- **TASK TO CARRY OUT**: Here are some records. Repeat them all exactly.

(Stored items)
--------------------------------

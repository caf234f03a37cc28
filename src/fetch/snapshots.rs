use serde_json::Value;

use super::decode::{extract_quote, QuoteSnapshot};
use super::request::MarketDataApi;
use super::FetchResult;

/// Raw quotes payload alongside the snapshot normalized from it.
#[derive(Debug, Clone)]
pub struct QuoteFetch {
    pub raw: Value,
    pub snapshot: QuoteSnapshot,
}

pub async fn fetch_quote(api: &dyn MarketDataApi, symbol: &str) -> FetchResult<QuoteFetch> {
    let raw = api.quotes(symbol).await?;
    let snapshot = extract_quote(&raw, symbol);
    if snapshot.last_price.is_none() {
        log::debug!("Quote payload for {} carried no price field", symbol);
    }
    Ok(QuoteFetch { raw, snapshot })
}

--------------------------------

- **TASK ANSWER**:
repository caf234f03a37cc28
filename src/fetch/snapshots.rs
use serde_json::Value;

use super::decode::{extract_quote, QuoteSnapshot};
use super::request::MarketDataApi;
use super::FetchResult;

/// Raw quotes payload alongside the snapshot normalized from it.
#[derive(Debug, Clone)]
pub struct QuoteFetch {
    pub raw: Value,
    pub snapshot: QuoteSnapshot,
}

pub async fn fetch_quote(api: &dyn MarketDataApi, symbol: &str) -> FetchResult<QuoteFetch> {
    let raw = api.quotes(symbol).await?;
    let snapshot = extract_quote(&raw, symbol);
    if snapshot.last_price.is_none() {
        log::debug!("Quote payload for {} carried no price field", symbol);
    }
    Ok(QuoteFetch { raw, snapshot })
}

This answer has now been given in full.